* Exercise instructions:
Transcribe the records below exactly as written, from the opening line through the line that contains "pub struct BatchGetResultRequest".

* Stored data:
============================================================

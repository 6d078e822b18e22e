//! Pivoted, baseline-aligned result pages and aggregate lookups.

use crate::dataset::{EvalSetProvider, FieldSchema, Turn};
use crate::errors::{ErrorDetail, EvalError, EvalResult, ResourceKind};
use crate::field_mapping::Fields;
use crate::model::{
    EvaluatorCell, EvaluatorRef, EvaluatorVersionId, Experiment, ExptAggregateResult, ExptId, ItemId,
    ItemResult, RecordId, RunState, SpaceId, TurnId, TurnResult,
};
use crate::storage::Store;
use serde::{Deserialize, Serialize};
use std::collections::{BTreeMap, HashMap};
use std::sync::Arc;

const DEFAULT_PAGE: usize = 50;
const MAX_PAGE: usize = 500;

#[derive(Debug, Clone, Copy, PartialEq, Eq, Serialize, Deserialize)]
struct CursorKey {
    last_item_id: ItemId,
    last_turn_id: TurnId,
}

/// Opaque page cursor: hex of `{"last_item_id", "last_turn_id"}`.
pub fn encode_cursor(item_id: ItemId, turn_id: TurnId) -> EvalResult<String> {
    let raw = serde_json::to_vec(&CursorKey {
        last_item_id: item_id,
        last_turn_id: turn_id,
    })?;
    Ok(hex::encode(raw))
}

pub fn decode_cursor(cursor: &str) -> EvalResult<(ItemId, TurnId)> {
    let bad = || EvalError::InvalidParam("malformed cursor".into());
    let raw = hex::decode(cursor).map_err(|_| bad())?;
    let key: CursorKey = serde_json::from_slice(&raw).map_err(|_| bad())?;
    Ok((key.last_item_id, key.last_turn_id))
}

#[derive(Debug, Clone, Copy, PartialEq, Serialize, Deserialize)]
pub struct ScoreRange {
    pub evaluator_version_id: EvaluatorVersionId,
    #[serde(default)]
    pub min: Option<f64>,
    #[serde(default)]
    pub max: Option<f64>,
}

#[derive(Debug, Clone, Default, PartialEq, Serialize, Deserialize)]
pub struct ResultFilter {
    /// Item states to keep; empty keeps all.
    #[serde(default)]
    pub run_states: Vec<RunState>,
    #[serde(default)]
    pub item_ids: Vec<ItemId>,
    #[serde(default)]
    pub score_ranges: Vec<ScoreRange>,
}

#[derive(Debug, Clone, PartialEq, Serialize, Deserialize)]
pub struct BatchGetResultRequest {
    pub space_id: SpaceId,
    pub expt_ids: Vec<ExptId>,
    /// Rows follow this experiment; the first id when unset.
    #[serde(default)]
    pub baseline_expt_id: Option<ExptId>,
    #[serde(default)]
    pub filters: BTreeMap<ExptId, ResultFilter>,
    #[serde(default)]
    pub cursor: Option<String>,
    #[serde(default)]
    pub limit: Option<usize>,
}

#[derive(Debug, Clone, PartialEq, Serialize, Deserialize)]
pub struct ResultCell {
    pub expt_id: ExptId,
    /// The experiment has no result for this turn.
    pub missing: bool,
    #[serde(default)]
    pub item_state: Option<RunState>,
    #[serde(default)]
    pub item_error: Option<ErrorDetail>,
    #[serde(default)]
    pub turn_status: Option<RunState>,
    #[serde(default)]
    pub target_output_ref: Option<RecordId>,
    #[serde(default)]
    pub target_error: Option<ErrorDetail>,
    #[serde(default)]
    pub evaluator_results: BTreeMap<EvaluatorVersionId, EvaluatorCell>,
}

#[derive(Debug, Clone, PartialEq, Serialize, Deserialize)]
pub struct ResultRow {
    pub item_id: ItemId,
    pub turn_id: TurnId,
    #[serde(default)]
    pub turn_input: Fields,
    /// One cell per requested experiment, in request order.
    pub cells: Vec<ResultCell>,
}

#[derive(Debug, Clone, PartialEq, Serialize, Deserialize)]
pub struct ExperimentColumns {
    pub expt_id: ExptId,
    pub evaluators: Vec<EvaluatorRef>,
}

#[derive(Debug, Clone, PartialEq, Serialize, Deserialize)]
pub struct BatchGetResultResponse {
    pub baseline_expt_id: ExptId,
    pub field_columns: Vec<FieldSchema>,
    pub evaluator_columns: Vec<ExperimentColumns>,
    pub rows: Vec<ResultRow>,
    #[serde(default)]
    pub next_cursor: Option<String>,
}

#[derive(Debug, Clone, PartialEq, Serialize, Deserialize)]
pub struct ExperimentAggregates {
    pub expt_id: ExptId,
    pub results: Vec<ExptAggregateResult>,
}

impl ResultFilter {
    fn keeps(&self, item: Option<&ItemResult>, turn: Option<&TurnResult>, item_id: ItemId) -> bool {
        if !self.item_ids.is_empty() && !self.item_ids.contains(&item_id) {
            return false;
        }
        if !self.run_states.is_empty() {
            match item {
                Some(i) if self.run_states.contains(&i.run_state) => {}
                _ => return false,
            }
        }
        self.score_ranges.iter().all(|r| {
            let score = turn
                .and_then(|t| t.evaluator_results.get(&r.evaluator_version_id))
                .and_then(|c| c.effective_score());
            match score {
                None => false,
                Some(s) => r.min.map_or(true, |m| s >= m) && r.max.map_or(true, |m| s <= m),
            }
        })
    }
}

/// Per-experiment lookups for one page of items.
struct PageData {
    items: HashMap<ItemId, ItemResult>,
    turns: HashMap<(ItemId, TurnId), TurnResult>,
}

#[derive(Clone)]
pub struct ResultView {
    store: Store,
    eval_sets: Arc<dyn EvalSetProvider>,
}

impl ResultView {
    pub fn new(store: Store, eval_sets: Arc<dyn EvalSetProvider>) -> Self {
        Self { store, eval_sets }
    }

    fn live(&self, space_id: SpaceId, id: ExptId) -> EvalResult<Experiment> {
        self.store
            .get_experiment(id)?
            .filter(|e| !e.deleted && e.space_id == space_id)
            .ok_or_else(|| EvalError::not_found(ResourceKind::Experiment, id))
    }

    fn page_data(&self, expt_id: ExptId, item_ids: &[ItemId]) -> EvalResult<PageData> {
        let items = self
            .store
            .mget_item_results(expt_id, item_ids)?
            .into_iter()
            .map(|i| (i.item_id, i))
            .collect();
        let mut turns = HashMap::new();
        for item_id in item_ids {
            for t in self.store.get_turn_results(expt_id, *item_id)? {
                turns.insert((t.item_id, t.turn_id), t);
            }
        }
        Ok(PageData { items, turns })
    }

    /// One row per turn of every baseline item, in dataset order. Cells of
    /// each experiment are aligned by `(item_id, turn_id)` and flagged
    /// `missing` when that experiment has no turn result, baseline included.
    pub async fn batch_get_results(&self, req: &BatchGetResultRequest) -> EvalResult<BatchGetResultResponse> {
        let first = req
            .expt_ids
            .first()
            .copied()
            .ok_or_else(|| EvalError::InvalidParam("expt_ids is empty".into()))?;
        let baseline_id = req.baseline_expt_id.unwrap_or(first);
        let mut ids = req.expt_ids.clone();
        if !ids.contains(&baseline_id) {
            ids.insert(0, baseline_id);
        }
        let expts = ids
            .iter()
            .map(|id| self.live(req.space_id, *id))
            .collect::<EvalResult<Vec<_>>>()?;
        let baseline = expts
            .iter()
            .find(|e| e.id == baseline_id)
            .ok_or_else(|| EvalError::not_found(ResourceKind::Experiment, baseline_id))?;

        let field_columns = self
            .eval_sets
            .get_version(req.space_id, baseline.eval_set_version_id)
            .await?
            .schema;
        let mut evaluator_columns = Vec::with_capacity(expts.len());
        for e in &expts {
            let versions = self
                .store
                .mget_evaluator_versions(req.space_id, &e.evaluator_version_ids)?;
            let evaluators = e
                .evaluator_version_ids
                .iter()
                .filter_map(|id| versions.iter().find(|v| v.id == *id))
                .map(|v| EvaluatorRef {
                    evaluator_id: v.evaluator_id,
                    evaluator_version_id: v.id,
                    name: v.name.clone(),
                    version: v.version.clone(),
                })
                .collect();
            evaluator_columns.push(ExperimentColumns {
                expt_id: e.id,
                evaluators,
            });
        }

        let limit = req.limit.unwrap_or(DEFAULT_PAGE).clamp(1, MAX_PAGE);
        // The cursor item's page restarts at that item and skips its turns up to the cursor turn.
        let (mut after_idx, mut resume) = match &req.cursor {
            None => (None, None),
            Some(c) => {
                let (item_id, turn_id) = decode_cursor(c)?;
                let item = self
                    .store
                    .get_item_result(baseline_id, item_id)?
                    .ok_or_else(|| EvalError::InvalidParam("cursor does not match the baseline".into()))?;
                (Some(item.item_idx - 1), Some((item_id, turn_id)))
            }
        };
        let mut rows = Vec::new();
        let mut last = None;
        'pages: while rows.len() < limit {
            let page = self.store.page_item_results(baseline_id, after_idx, limit)?;
            let Some(tail) = page.last() else { break };
            after_idx = Some(tail.item_idx);
            let exhausted = page.len() < limit;

            let item_ids: Vec<ItemId> = page.iter().map(|i| i.item_id).collect();
            let mut data = HashMap::new();
            for e in &expts {
                data.insert(e.id, self.page_data(e.id, &item_ids)?);
            }
            let dataset: HashMap<ItemId, Vec<Turn>> = self
                .eval_sets
                .batch_get_items(req.space_id, baseline.eval_set_version_id, &item_ids)
                .await?
                .into_iter()
                .map(|i| (i.item_id, i.turns))
                .collect();

            for item in &page {
                let turns = row_turns(item.item_id, dataset.get(&item.item_id).map(Vec::as_slice), &data);
                for (turn_id, turn_input) in turns {
                    if let Some((ri, rt)) = resume {
                        if ri == item.item_id {
                            if turn_id == rt {
                                resume = None;
                            }
                            continue;
                        }
                        resume = None;
                    }
                    last = Some((item.item_id, turn_id));
                    let key = (item.item_id, turn_id);
                    let mut keep = true;
                    let mut cells = Vec::with_capacity(req.expt_ids.len());
                    for e in &expts {
                        let Some(d) = data.get(&e.id) else { continue };
                        let state = d.items.get(&key.0);
                        let turn = d.turns.get(&key);
                        if let Some(f) = req.filters.get(&e.id) {
                            keep &= f.keeps(state, turn, key.0);
                        }
                        if !req.expt_ids.contains(&e.id) {
                            continue;
                        }
                        cells.push(ResultCell {
                            expt_id: e.id,
                            missing: turn.is_none(),
                            item_state: state.map(|i| i.run_state),
                            item_error: state.and_then(|i| i.error.clone()),
                            turn_status: turn.map(|x| x.status),
                            target_output_ref: turn.and_then(|x| x.target_output_ref),
                            target_error: turn.and_then(|x| x.target_error.clone()),
                            evaluator_results: turn.map(|x| x.evaluator_results.clone()).unwrap_or_default(),
                        });
                    }
                    if keep {
                        rows.push(ResultRow {
                            item_id: key.0,
                            turn_id,
                            turn_input,
                            cells,
                        });
                        if rows.len() == limit {
                            break 'pages;
                        }
                    }
                }
            }
            if exhausted {
                break;
            }
        }

        let next_cursor = match (rows.len() == limit, last) {
            (true, Some((i, t))) => Some(encode_cursor(i, t)?),
            _ => None,
        };
        Ok(BatchGetResultResponse {
            baseline_expt_id: baseline_id,
            field_columns,
            evaluator_columns,
            rows,
            next_cursor,
        })
    }

    pub fn batch_get_aggregates(&self, space_id: SpaceId, ids: &[ExptId]) -> EvalResult<Vec<ExperimentAggregates>> {
        let mut out = Vec::with_capacity(ids.len());
        for id in ids {
            self.live(space_id, *id)?;
            out.push(ExperimentAggregates {
                expt_id: *id,
                results: self.store.get_aggregates(*id)?,
            });
        }
        Ok(out)
    }
}

/// Turns a baseline item contributes rows for: the dataset's turns, else the
/// stored turn rows of any experiment. An item with neither gets a single
/// row at turn 0 so its item-level error stays visible.
fn row_turns(
    item_id: ItemId,
    turns: Option<&[Turn]>,
    data: &HashMap<ExptId, PageData>,
) -> Vec<(TurnId, Fields)> {
    if let Some(turns) = turns.filter(|t| !t.is_empty()) {
        return turns.iter().map(|t| (t.turn_id, t.fields.clone())).collect();
    }
    let mut stored: Vec<(i64, TurnId)> = data
        .values()
        .flat_map(|d| d.turns.values())
        .filter(|t| t.item_id == item_id)
        .map(|t| (t.turn_idx, t.turn_id))
        .collect();
    stored.sort_unstable();
    stored.dedup_by_key(|(_, id)| *id);
    if stored.is_empty() {
        return vec![(0, Fields::new())];
    }
    stored.into_iter().map(|(_, id)| (id, Fields::new())).collect()
}

#[cfg(test)]
mod tests {
    use super::*;

    #[test]
    fn test_cursor_codec() {
        let c = encode_cursor(42, -7).unwrap();
        assert!(c.chars().all(|ch| ch.is_ascii_hexdigit()));
        assert_eq!(decode_cursor(&c).unwrap(), (42, -7));
        assert!(matches!(decode_cursor("zz"), Err(EvalError::InvalidParam(_))));
        assert!(matches!(decode_cursor(&hex::encode("{}")), Err(EvalError::InvalidParam(_))));
    }

    #[test]
    fn test_score_range_filter() {
        let mut turn = TurnResult {
            expt_id: 1,
            item_id: 2,
            turn_id: 3,
            turn_idx: 0,
            run_id: 9,
            status: RunState::Success,
            target_output_ref: None,
            target_error: None,
            evaluator_results: BTreeMap::new(),
            updated_at: 0,
        };
        turn.evaluator_results.insert(
            7,
            EvaluatorCell {
                score: Some(0.4),
                ..Default::default()
            },
        );
        let f = ResultFilter {
            score_ranges: vec![ScoreRange {
                evaluator_version_id: 7,
                min: Some(0.5),
                max: None,
            }],
            ..Default::default()
        };
        assert!(!f.keeps(None, Some(&turn), 2));
        let f = ResultFilter {
            score_ranges: vec![ScoreRange {
                evaluator_version_id: 7,
                min: Some(0.0),
                max: Some(0.5),
            }],
            ..Default::default()
        };
        assert!(f.keeps(None, Some(&turn), 2));
        assert!(!f.keeps(None, None, 2));
    }
}
use serde::{Deserialize, Serialize};
use std::fmt;

pub type EvalResult<T> = std::result::Result<T, EvalError>;

/// Stable classification of engine errors. Codes are part of the wire contract.
#[derive(Debug, Clone, Copy, PartialEq, Eq, Hash, Serialize, Deserialize)]
#[serde(rename_all = "snake_case")]
pub enum ErrorKind {
    InvalidParam,
    NotFound,
    NoPermission,
    NameExists,
    QuotaDenied,
    BenefitDenied,
    InvalidState,
    ExhaustedRetries,
    UpstreamUnavailable,
    RiskContentDetected,
    Internal,
}

impl ErrorKind {
    pub fn code(self) -> i32 {
        match self {
            ErrorKind::InvalidParam => 601_204_001,
            ErrorKind::NotFound => 601_204_002,
            ErrorKind::NoPermission => 601_204_003,
            ErrorKind::NameExists => 601_204_004,
            ErrorKind::QuotaDenied => 601_204_005,
            ErrorKind::BenefitDenied => 601_204_006,
            ErrorKind::InvalidState => 601_204_007,
            ErrorKind::ExhaustedRetries => 601_204_008,
            ErrorKind::UpstreamUnavailable => 601_204_009,
            ErrorKind::RiskContentDetected => 601_204_010,
            ErrorKind::Internal => 601_204_999,
        }
    }

    pub fn is_retriable(self) -> bool {
        matches!(self, ErrorKind::UpstreamUnavailable | ErrorKind::Internal)
    }

    pub fn as_str(self) -> &'static str {
        match self {
            ErrorKind::InvalidParam => "invalid_param",
            ErrorKind::NotFound => "not_found",
            ErrorKind::NoPermission => "no_permission",
            ErrorKind::NameExists => "name_exists",
            ErrorKind::QuotaDenied => "quota_denied",
            ErrorKind::BenefitDenied => "benefit_denied",
            ErrorKind::InvalidState => "invalid_state",
            ErrorKind::ExhaustedRetries => "exhausted_retries",
            ErrorKind::UpstreamUnavailable => "upstream_unavailable",
            ErrorKind::RiskContentDetected => "risk_content_detected",
            ErrorKind::Internal => "internal",
        }
    }
}

#[derive(Debug, Clone, Copy, PartialEq, Eq, Hash, Serialize, Deserialize)]
#[serde(rename_all = "snake_case")]
pub enum ResourceKind {
    Experiment,
    EvalSet,
    EvalSetVersion,
    EvalSetItem,
    Evaluator,
    EvaluatorVersion,
    Target,
    TargetVersion,
    Record,
    RunLog,
}

impl fmt::Display for ResourceKind {
    fn fmt(&self, f: &mut fmt::Formatter<'_>) -> fmt::Result {
        let s = match self {
            ResourceKind::Experiment => "experiment",
            ResourceKind::EvalSet => "eval_set",
            ResourceKind::EvalSetVersion => "eval_set_version",
            ResourceKind::EvalSetItem => "eval_set_item",
            ResourceKind::Evaluator => "evaluator",
            ResourceKind::EvaluatorVersion => "evaluator_version",
            ResourceKind::Target => "target",
            ResourceKind::TargetVersion => "target_version",
            ResourceKind::Record => "record",
            ResourceKind::RunLog => "run_log",
        };
        f.write_str(s)
    }
}

#[derive(Debug, thiserror::Error)]
pub enum EvalError {
    #[error("invalid param: {0}")]
    InvalidParam(String),
    #[error("{kind} not found: {id}")]
    NotFound { kind: ResourceKind, id: String },
    #[error("no permission: {0}")]
    NoPermission(String),
    #[error("name already exists: {0}")]
    NameExists(String),
    #[error("quota denied: {0}")]
    QuotaDenied(String),
    #[error("benefit denied: {0}")]
    BenefitDenied(String),
    #[error("invalid state: {0}")]
    InvalidState(String),
    #[error("exhausted retries: {0}")]
    ExhaustedRetries(String),
    #[error("upstream unavailable: {0}")]
    UpstreamUnavailable(String),
    #[error("risk content detected: {0}")]
    RiskContentDetected(String),
    #[error("internal error: {0}")]
    Internal(String),
}

impl EvalError {
    pub fn not_found(kind: ResourceKind, id: impl fmt::Display) -> Self {
        EvalError::NotFound {
            kind,
            id: id.to_string(),
        }
    }

    pub fn kind(&self) -> ErrorKind {
        match self {
            EvalError::InvalidParam(_) => ErrorKind::InvalidParam,
            EvalError::NotFound { .. } => ErrorKind::NotFound,
            EvalError::NoPermission(_) => ErrorKind::NoPermission,
            EvalError::NameExists(_) => ErrorKind::NameExists,
            EvalError::QuotaDenied(_) => ErrorKind::QuotaDenied,
            EvalError::BenefitDenied(_) => ErrorKind::BenefitDenied,
            EvalError::InvalidState(_) => ErrorKind::InvalidState,
            EvalError::ExhaustedRetries(_) => ErrorKind::ExhaustedRetries,
            EvalError::UpstreamUnavailable(_) => ErrorKind::UpstreamUnavailable,
            EvalError::RiskContentDetected(_) => ErrorKind::RiskContentDetected,
            EvalError::Internal(_) => ErrorKind::Internal,
        }
    }

    pub fn code(&self) -> i32 {
        self.kind().code()
    }

    pub fn is_retriable(&self) -> bool {
        self.kind().is_retriable()
    }

    /// The extra message carried next to the stable code.
    pub fn extra(&self) -> String {
        match self {
            EvalError::NotFound { kind, id } => format!("{} {}", kind, id),
            EvalError::InvalidParam(m)
            | EvalError::NoPermission(m)
            | EvalError::NameExists(m)
            | EvalError::QuotaDenied(m)
            | EvalError::BenefitDenied(m)
            | EvalError::InvalidState(m)
            | EvalError::ExhaustedRetries(m)
            | EvalError::UpstreamUnavailable(m)
            | EvalError::RiskContentDetected(m)
            | EvalError::Internal(m) => m.clone(),
        }
    }

    pub fn detail(&self) -> ErrorDetail {
        ErrorDetail {
            code: self.code(),
            kind: self.kind(),
            message: self.extra(),
        }
    }
}

impl From<anyhow::Error> for EvalError {
    fn from(e: anyhow::Error) -> Self {
        match e.downcast::<EvalError>() {
            Ok(inner) => inner,
            Err(other) => EvalError::Internal(format!("{:#}", other)),
        }
    }
}

impl From<rusqlite::Error> for EvalError {
    fn from(e: rusqlite::Error) -> Self {
        EvalError::Internal(format!("sqlite: {}", e))
    }
}

impl From<serde_json::Error> for EvalError {
    fn from(e: serde_json::Error) -> Self {
        EvalError::Internal(format!("json: {}", e))
    }
}

#[derive(Debug, thiserror::Error)]
#[error("config error: {0}")]
pub struct ConfigError(pub String);

impl From<ConfigError> for EvalError {
    fn from(e: ConfigError) -> Self {
        EvalError::InvalidParam(e.0)
    }
}

/// Serializable error attached to persisted rows (item errors, per-turn errors).
#[derive(Debug, Clone, PartialEq, Serialize, Deserialize)]
pub struct ErrorDetail {
    pub code: i32,
    pub kind: ErrorKind,
    pub message: String,
}

impl ErrorDetail {
    pub fn new(kind: ErrorKind, message: impl Into<String>) -> Self {
        Self {
            code: kind.code(),
            kind,
            message: message.into(),
        }
    }

    pub fn is_retriable(&self) -> bool {
        self.kind.is_retriable()
    }
}

impl From<&EvalError> for ErrorDetail {
    fn from(e: &EvalError) -> Self {
        e.detail()
    }
}

#[cfg(test)]
mod tests {
    use super::*;

    #[test]
    fn test_codes_are_unique() {
        let kinds = [
            ErrorKind::InvalidParam,
            ErrorKind::NotFound,
            ErrorKind::NoPermission,
            ErrorKind::NameExists,
            ErrorKind::QuotaDenied,
            ErrorKind::BenefitDenied,
            ErrorKind::InvalidState,
            ErrorKind::ExhaustedRetries,
            ErrorKind::UpstreamUnavailable,
            ErrorKind::RiskContentDetected,
            ErrorKind::Internal,
        ];
        let codes: std::collections::HashSet<i32> = kinds.iter().map(|k| k.code()).collect();
        assert_eq!(codes.len(), kinds.len());
    }

    #[test]
    fn test_only_transient_kinds_retry() {
        assert!(EvalError::UpstreamUnavailable("llm".into()).is_retriable());
        assert!(EvalError::Internal("db".into()).is_retriable());
        assert!(!EvalError::InvalidParam("x".into()).is_retriable());
        assert!(!EvalError::NoPermission("x".into()).is_retriable());
        assert!(!EvalError::ExhaustedRetries("x".into()).is_retriable());
    }

    #[test]
    fn test_anyhow_roundtrip_keeps_kind() {
        let err: anyhow::Error = EvalError::NameExists("demo".into()).into();
        let back: EvalError = err.into();
        assert_eq!(back.kind(), ErrorKind::NameExists);

        let plain: EvalError = anyhow::anyhow!("disk full").into();
        assert_eq!(plain.kind(), ErrorKind::Internal);
        assert!(plain.extra().contains("disk full"));
    }

    #[test]
    fn test_not_found_extra_names_resource() {
        let e = EvalError::not_found(ResourceKind::EvaluatorVersion, 7);
        assert_eq!(e.extra(), "evaluator_version 7");
        assert_eq!(e.to_string(), "evaluator_version not found: 7");
    }
}
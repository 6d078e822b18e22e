pub const SAMPLE_EXPERIMENT: &str = r#"# LoopEval experiment file
name: capitals-smoke
space_id: 1
item_concurrency: 2

dataset:
  name: capitals
  fields: [input, reference_output]
  items:
    - input: France
      reference_output: Paris
      answer: Paris
    - input: Japan
      reference_output: Tokyo
      answer: Kyoto

# The code target answers from the dataset itself; swap in loop_prompt,
# coze_bot, coze_workflow or trace_callback to test a real system.
target:
  kind: code
  source_id: oracle
  config:
    outputs:
      actual_output: "{{answer}}"

evaluators:
  - name: exact
    template: exact_match
  - name: mentions-reference
    template: contains_reference

# Minimum average score per evaluator; a miss exits with code 1.
thresholds:
  exact: 0.5

# Prompt evaluators and prompt targets need a provider: fake | openai.
llm:
  provider: none
"#;
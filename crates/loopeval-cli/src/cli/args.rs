use clap::{Parser, Subcommand};
use std::path::PathBuf;

#[derive(Parser)]
#[command(name = "loopeval", version, about = "Run LLM evaluation experiments locally")]
pub struct Cli {
    /// Log filter for the JSON logs on stderr
    #[arg(long, global = true, env = "LOOPEVAL_LOG", default_value = "warn")]
    pub log: String,

    #[command(subcommand)]
    pub cmd: Command,
}

#[derive(Subcommand)]
pub enum Command {
    /// Run an experiment file to completion
    Run(RunArgs),
    /// Show stored results of a finished experiment
    Results(ResultsArgs),
    /// Write a sample experiment file
    Init(InitArgs),
    Version,
}

#[derive(Parser, Clone)]
pub struct RunArgs {
    #[arg(long, default_value = "loopeval.yaml")]
    pub file: PathBuf,

    #[arg(long, default_value = ".loopeval/eval.db")]
    pub db: PathBuf,

    /// Engine config (YAML); defaults apply when omitted
    #[arg(long)]
    pub config: Option<PathBuf>,

    /// Reject unknown keys in the engine config
    #[arg(long)]
    pub strict_config: bool,

    /// text | json
    #[arg(long, default_value = "text")]
    pub format: String,

    /// Give up waiting after this many seconds
    #[arg(long, default_value_t = 600)]
    pub timeout_secs: u64,
}

#[derive(Parser, Clone)]
pub struct ResultsArgs {
    #[arg(long, default_value = ".loopeval/eval.db")]
    pub db: PathBuf,

    #[arg(long)]
    pub expt_id: i64,

    #[arg(long, default_value_t = 1)]
    pub space_id: i64,

    /// Maximum turn rows to print
    #[arg(long, default_value_t = 50)]
    pub limit: usize,

    /// text | json
    #[arg(long, default_value = "text")]
    pub format: String,
}

#[derive(Parser, Clone)]
pub struct InitArgs {
    #[arg(long, default_value = "loopeval.yaml")]
    pub file: PathBuf,
}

============================================================

* Answer for this exercise:
repository 6d078e822b18e22e
//! Pivoted, baseline-aligned result pages and aggregate lookups.

use crate::dataset::{EvalSetProvider, FieldSchema, Turn};
use crate::errors::{ErrorDetail, EvalError, EvalResult, ResourceKind};
use crate::field_mapping::Fields;
use crate::model::{
    EvaluatorCell, EvaluatorRef, EvaluatorVersionId, Experiment, ExptAggregateResult, ExptId, ItemId,
    ItemResult, RecordId, RunState, SpaceId, TurnId, TurnResult,
};
use crate::storage::Store;
use serde::{Deserialize, Serialize};
use std::collections::{BTreeMap, HashMap};
use std::sync::Arc;

const DEFAULT_PAGE: usize = 50;
const MAX_PAGE: usize = 500;

#[derive(Debug, Clone, Copy, PartialEq, Eq, Serialize, Deserialize)]
struct CursorKey {
    last_item_id: ItemId,
    last_turn_id: TurnId,
}

/// Opaque page cursor: hex of `{"last_item_id", "last_turn_id"}`.
pub fn encode_cursor(item_id: ItemId, turn_id: TurnId) -> EvalResult<String> {
    let raw = serde_json::to_vec(&CursorKey {
        last_item_id: item_id,
        last_turn_id: turn_id,
    })?;
    Ok(hex::encode(raw))
}

pub fn decode_cursor(cursor: &str) -> EvalResult<(ItemId, TurnId)> {
    let bad = || EvalError::InvalidParam("malformed cursor".into());
    let raw = hex::decode(cursor).map_err(|_| bad())?;
    let key: CursorKey = serde_json::from_slice(&raw).map_err(|_| bad())?;
    Ok((key.last_item_id, key.last_turn_id))
}

#[derive(Debug, Clone, Copy, PartialEq, Serialize, Deserialize)]
pub struct ScoreRange {
    pub evaluator_version_id: EvaluatorVersionId,
    #[serde(default)]
    pub min: Option<f64>,
    #[serde(default)]
    pub max: Option<f64>,
}

#[derive(Debug, Clone, Default, PartialEq, Serialize, Deserialize)]
pub struct ResultFilter {
    /// Item states to keep; empty keeps all.
    #[serde(default)]
    pub run_states: Vec<RunState>,
    #[serde(default)]
    pub item_ids: Vec<ItemId>,
    #[serde(default)]
    pub score_ranges: Vec<ScoreRange>,
}

#[derive(Debug, Clone, PartialEq, Serialize, Deserialize)]
pub struct BatchGetResultRequest {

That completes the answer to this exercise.